Data extract Block Start
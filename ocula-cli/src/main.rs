use std::path::{Path, PathBuf};

use anyhow::Context as _;
use clap::{Parser, Subcommand, ValueEnum};
use ocula::{
    BackendKind, Controller, ControllerEvent, ImageStore, PATTERN_NAMES, SessionConfig, Viewport,
    create_backend,
};
use tracing_subscriber::EnvFilter;

#[derive(Parser, Debug)]
#[command(name = "ocula", version)]
struct Cli {
    #[command(subcommand)]
    cmd: Command,
}

#[derive(Subcommand, Debug)]
enum Command {
    /// Print the pattern roster with comprehensive repeat counts.
    List(ListArgs),
    /// Simulate playback headlessly and print every pattern change.
    Schedule(ScheduleArgs),
    /// Render frames to numbered PNG files.
    Frames(FramesArgs),
}

#[derive(Clone, Copy, Debug, PartialEq, Eq, ValueEnum)]
enum Mode {
    Single,
    Comprehensive,
}

#[derive(Parser, Debug)]
struct ListArgs {
    /// Session config JSON (repeat counts come from here).
    #[arg(long)]
    config: Option<PathBuf>,

    /// Print one JSON object per line.
    #[arg(long, default_value_t = false)]
    json: bool,
}

#[derive(Parser, Debug)]
struct ScheduleArgs {
    #[arg(long, value_enum, default_value_t = Mode::Comprehensive)]
    mode: Mode,

    /// Roster index for single mode.
    #[arg(long, default_value_t = 0)]
    pattern: usize,

    /// Simulated duration in seconds.
    #[arg(long, default_value_t = 600.0)]
    seconds: f64,

    /// Simulated display refresh rate.
    #[arg(long, default_value_t = 60.0)]
    fps: f64,

    /// Session config JSON.
    #[arg(long)]
    config: Option<PathBuf>,

    /// Print one JSON object per line.
    #[arg(long, default_value_t = false)]
    json: bool,
}

#[derive(Parser, Debug)]
struct FramesArgs {
    /// Output directory for `frame_NNNNN.png` files.
    #[arg(long)]
    out: PathBuf,

    /// Roster index to play in single mode.
    #[arg(long, default_value_t = 0, conflicts_with = "comprehensive")]
    pattern: usize,

    /// Play the comprehensive sequence instead of one pattern.
    #[arg(long, default_value_t = false)]
    comprehensive: bool,

    /// Number of frames to write.
    #[arg(long, default_value_t = 60)]
    frames: u32,

    #[arg(long, default_value_t = 30.0)]
    fps: f64,

    #[arg(long, default_value_t = 1280)]
    width: u32,

    #[arg(long, default_value_t = 720)]
    height: u32,

    /// Dark theme.
    #[arg(long, default_value_t = false)]
    dark: bool,

    /// Hide the guide grid.
    #[arg(long, default_value_t = false)]
    no_grid: bool,

    /// Directory holding the themed images.
    #[arg(long)]
    assets: Option<PathBuf>,

    /// Session config JSON.
    #[arg(long)]
    config: Option<PathBuf>,
}

fn main() -> anyhow::Result<()> {
    tracing_subscriber::fmt()
        .with_env_filter(EnvFilter::from_default_env())
        .with_writer(std::io::stderr)
        .init();

    let cli = Cli::parse();
    match cli.cmd {
        Command::List(args) => cmd_list(args),
        Command::Schedule(args) => cmd_schedule(args),
        Command::Frames(args) => cmd_frames(args),
    }
}

fn load_config(path: Option<&Path>) -> anyhow::Result<SessionConfig> {
    match path {
        Some(p) => SessionConfig::from_path(p)
            .with_context(|| format!("load session config '{}'", p.display())),
        None => Ok(SessionConfig::default()),
    }
}

fn check_pattern(index: usize) -> anyhow::Result<()> {
    anyhow::ensure!(
        index < PATTERN_NAMES.len(),
        "pattern index {index} is out of range (roster has {})",
        PATTERN_NAMES.len()
    );
    Ok(())
}

fn frame_interval_ms(fps: f64) -> anyhow::Result<f64> {
    anyhow::ensure!(fps.is_finite() && fps > 0.0, "fps must be positive");
    Ok(1000.0 / fps)
}

fn cmd_list(args: ListArgs) -> anyhow::Result<()> {
    let cfg = load_config(args.config.as_deref())?;
    for (index, name) in PATTERN_NAMES.iter().enumerate() {
        let repeats = cfg.loops_for(index);
        if args.json {
            println!(
                "{}",
                serde_json::json!({ "index": index, "name": name, "repeats": repeats })
            );
        } else {
            println!("{index:>2}  {name:<28} x{repeats}");
        }
    }
    Ok(())
}

fn cmd_schedule(args: ScheduleArgs) -> anyhow::Result<()> {
    let cfg = load_config(args.config.as_deref())?;
    let step = frame_interval_ms(args.fps)?;
    anyhow::ensure!(args.seconds >= 0.0, "seconds must not be negative");

    let mut controller = Controller::new(&cfg);
    match args.mode {
        Mode::Single => {
            check_pattern(args.pattern)?;
            controller.start_single(args.pattern);
        }
        Mode::Comprehensive => controller.start_comprehensive(),
    }

    // Timing does not depend on the surface, so nothing is drawn.
    let viewport = Viewport::new(0, 0);
    let end_ms = args.seconds * 1000.0;
    let mut now = 0.0;
    loop {
        for event in controller.drain_events() {
            print_event(now, event, args.json);
        }
        if now > end_ms {
            break;
        }
        controller.frame(now, viewport);
        now += step;
    }
    Ok(())
}

fn print_event(now_ms: f64, event: ControllerEvent, json: bool) {
    let ControllerEvent::PatternChanged { index, name } = event;
    let secs = now_ms / 1000.0;
    if json {
        println!(
            "{}",
            serde_json::json!({ "t_s": secs, "index": index, "name": name })
        );
    } else {
        println!("{secs:>9.3}s  {index:>2}  {name}");
    }
}

fn cmd_frames(args: FramesArgs) -> anyhow::Result<()> {
    let cfg = load_config(args.config.as_deref())?;
    let step = frame_interval_ms(args.fps)?;
    anyhow::ensure!(
        args.width > 0 && args.height > 0,
        "width and height must be positive"
    );

    let mut store = ImageStore::new();
    if let Some(dir) = &args.assets {
        let names = [cfg.images.light.as_str(), cfg.images.dark.as_str()];
        let report = store.load_dir(dir, names);
        for (name, err) in &report.failed {
            tracing::warn!(asset = %name, error = %err, "image not loaded; it will not be drawn");
        }
    }

    let mut controller = Controller::new(&cfg);
    if args.dark {
        controller.set_dark_mode(true);
    }
    if args.no_grid {
        controller.set_show_grid(false);
    }
    if args.comprehensive {
        controller.start_comprehensive();
    } else {
        check_pattern(args.pattern)?;
        controller.start_single(args.pattern);
    }

    std::fs::create_dir_all(&args.out)
        .with_context(|| format!("create output dir '{}'", args.out.display()))?;

    let viewport = Viewport::new(args.width, args.height);
    let mut backend = create_backend(BackendKind::Cpu);
    let mut written = 0u32;
    for i in 0..args.frames {
        let now = f64::from(i) * step;
        let Some(list) = controller.frame(now, viewport) else {
            continue;
        };
        for event in controller.drain_events() {
            let ControllerEvent::PatternChanged { index, name } = event;
            tracing::info!(frame = i, index, name, "pattern changed");
        }
        let frame = backend
            .render(&list, &store)
            .with_context(|| format!("render frame {i}"))?;

        // The background is opaque, so premultiplied bytes equal straight RGBA.
        let path = args.out.join(format!("frame_{i:05}.png"));
        image::save_buffer_with_format(
            &path,
            &frame.data,
            frame.width,
            frame.height,
            image::ColorType::Rgba8,
            image::ImageFormat::Png,
        )
        .with_context(|| format!("write png '{}'", path.display()))?;
        written += 1;
    }

    eprintln!("wrote {written} frames to {}", args.out.display());
    Ok(())
}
Data extract Block End
Assignment →
Please copy each record shown above exactly.

Your solution →
filename ocula-cli/src/main.rs
use std::path::{Path, PathBuf};

use anyhow::Context as _;
use clap::{Parser, Subcommand, ValueEnum};
use ocula::{
    BackendKind, Controller, ControllerEvent, ImageStore, PATTERN_NAMES, SessionConfig, Viewport,
    create_backend,
};
use tracing_subscriber::EnvFilter;

#[derive(Parser, Debug)]
#[command(name = "ocula", version)]
struct Cli {
    #[command(subcommand)]
    cmd: Command,
}

#[derive(Subcommand, Debug)]
enum Command {
    /// Print the pattern roster with comprehensive repeat counts.
    List(ListArgs),
    /// Simulate playback headlessly and print every pattern change.
    Schedule(ScheduleArgs),
    /// Render frames to numbered PNG files.
    Frames(FramesArgs),
}

#[derive(Clone, Copy, Debug, PartialEq, Eq, ValueEnum)]
enum Mode {
    Single,
    Comprehensive,
}

#[derive(Parser, Debug)]
struct ListArgs {
    /// Session config JSON (repeat counts come from here).
    #[arg(long)]
    config: Option<PathBuf>,

    /// Print one JSON object per line.
    #[arg(long, default_value_t = false)]
    json: bool,
}

#[derive(Parser, Debug)]
struct ScheduleArgs {
    #[arg(long, value_enum, default_value_t = Mode::Comprehensive)]
    mode: Mode,

    /// Roster index for single mode.
    #[arg(long, default_value_t = 0)]
    pattern: usize,

    /// Simulated duration in seconds.
    #[arg(long, default_value_t = 600.0)]
    seconds: f64,

    /// Simulated display refresh rate.
    #[arg(long, default_value_t = 60.0)]
    fps: f64,

    /// Session config JSON.
    #[arg(long)]
    config: Option<PathBuf>,

    /// Print one JSON object per line.
    #[arg(long, default_value_t = false)]
    json: bool,
}

#[derive(Parser, Debug)]
struct FramesArgs {
    /// Output directory for `frame_NNNNN.png` files.
    #[arg(long)]
    out: PathBuf,

    /// Roster index to play in single mode.
    #[arg(long, default_value_t = 0, conflicts_with = "comprehensive")]
    pattern: usize,

    /// Play the comprehensive sequence instead of one pattern.
    #[arg(long, default_value_t = false)]
    comprehensive: bool,

    /// Number of frames to write.
    #[arg(long, default_value_t = 60)]
    frames: u32,

    #[arg(long, default_value_t = 30.0)]
    fps: f64,

    #[arg(long, default_value_t = 1280)]
    width: u32,

    #[arg(long, default_value_t = 720)]
    height: u32,

    /// Dark theme.
    #[arg(long, default_value_t = false)]
    dark: bool,

    /// Hide the guide grid.
    #[arg(long, default_value_t = false)]
    no_grid: bool,

    /// Directory holding the themed images.
    #[arg(long)]
    assets: Option<PathBuf>,

    /// Session config JSON.
    #[arg(long)]
    config: Option<PathBuf>,
}

fn main() -> anyhow::Result<()> {
    tracing_subscriber::fmt()
        .with_env_filter(EnvFilter::from_default_env())
        .with_writer(std::io::stderr)
        .init();

    let cli = Cli::parse();
    match cli.cmd {
        Command::List(args) => cmd_list(args),
        Command::Schedule(args) => cmd_schedule(args),
        Command::Frames(args) => cmd_frames(args),
    }
}

fn load_config(path: Option<&Path>) -> anyhow::Result<SessionConfig> {
    match path {
        Some(p) => SessionConfig::from_path(p)
            .with_context(|| format!("load session config '{}'", p.display())),
        None => Ok(SessionConfig::default()),
    }
}

fn check_pattern(index: usize) -> anyhow::Result<()> {
    anyhow::ensure!(
        index < PATTERN_NAMES.len(),
        "pattern index {index} is out of range (roster has {})",
        PATTERN_NAMES.len()
    );
    Ok(())
}

fn frame_interval_ms(fps: f64) -> anyhow::Result<f64> {
    anyhow::ensure!(fps.is_finite() && fps > 0.0, "fps must be positive");
    Ok(1000.0 / fps)
}

fn cmd_list(args: ListArgs) -> anyhow::Result<()> {
    let cfg = load_config(args.config.as_deref())?;
    for (index, name) in PATTERN_NAMES.iter().enumerate() {
        let repeats = cfg.loops_for(index);
        if args.json {
            println!(
                "{}",
                serde_json::json!({ "index": index, "name": name, "repeats": repeats })
            );
        } else {
            println!("{index:>2}  {name:<28} x{repeats}");
        }
    }
    Ok(())
}

fn cmd_schedule(args: ScheduleArgs) -> anyhow::Result<()> {
    let cfg = load_config(args.config.as_deref())?;
    let step = frame_interval_ms(args.fps)?;
    anyhow::ensure!(args.seconds >= 0.0, "seconds must not be negative");

    let mut controller = Controller::new(&cfg);
    match args.mode {
        Mode::Single => {
            check_pattern(args.pattern)?;
            controller.start_single(args.pattern);
        }
        Mode::Comprehensive => controller.start_comprehensive(),
    }

    // Timing does not depend on the surface, so nothing is drawn.
    let viewport = Viewport::new(0, 0);
    let end_ms = args.seconds * 1000.0;
    let mut now = 0.0;
    loop {
        for event in controller.drain_events() {
            print_event(now, event, args.json);
        }
        if now > end_ms {
            break;
        }
        controller.frame(now, viewport);
        now += step;
    }
    Ok(())
}

fn print_event(now_ms: f64, event: ControllerEvent, json: bool) {
    let ControllerEvent::PatternChanged { index, name } = event;
    let secs = now_ms / 1000.0;
    if json {
        println!(
            "{}",
            serde_json::json!({ "t_s": secs, "index": index, "name": name })
        );
    } else {
        println!("{secs:>9.3}s  {index:>2}  {name}");
    }
}

fn cmd_frames(args: FramesArgs) -> anyhow::Result<()> {
    let cfg = load_config(args.config.as_deref())?;
    let step = frame_interval_ms(args.fps)?;
    anyhow::ensure!(
        args.width > 0 && args.height > 0,
        "width and height must be positive"
    );

    let mut store = ImageStore::new();
    if let Some(dir) = &args.assets {
        let names = [cfg.images.light.as_str(), cfg.images.dark.as_str()];
        let report = store.load_dir(dir, names);
        for (name, err) in &report.failed {
            tracing::warn!(asset = %name, error = %err, "image not loaded; it will not be drawn");
        }
    }

    let mut controller = Controller::new(&cfg);
    if args.dark {
        controller.set_dark_mode(true);
    }
    if args.no_grid {
        controller.set_show_grid(false);
    }
    if args.comprehensive {
        controller.start_comprehensive();
    } else {
        check_pattern(args.pattern)?;
        controller.start_single(args.pattern);
    }

    std::fs::create_dir_all(&args.out)
        .with_context(|| format!("create output dir '{}'", args.out.display()))?;

    let viewport = Viewport::new(args.width, args.height);
    let mut backend = create_backend(BackendKind::Cpu);
    let mut written = 0u32;
    for i in 0..args.frames {
        let now = f64::from(i) * step;
        let Some(list) = controller.frame(now, viewport) else {
            continue;
        };
        for event in controller.drain_events() {
            let ControllerEvent::PatternChanged { index, name } = event;
            tracing::info!(frame = i, index, name, "pattern changed");
        }
        let frame = backend
            .render(&list, &store)
            .with_context(|| format!("render frame {i}"))?;

        // The background is opaque, so premultiplied bytes equal straight RGBA.
        let path = args.out.join(format!("frame_{i:05}.png"));
        image::save_buffer_with_format(
            &path,
            &frame.data,
            frame.width,
            frame.height,
            image::ColorType::Rgba8,
            image::ImageFormat::Png,
        )
        .with_context(|| format!("write png '{}'", path.display()))?;
        written += 1;
    }

    eprintln!("wrote {written} frames to {}", args.out.display());
    Ok(())
}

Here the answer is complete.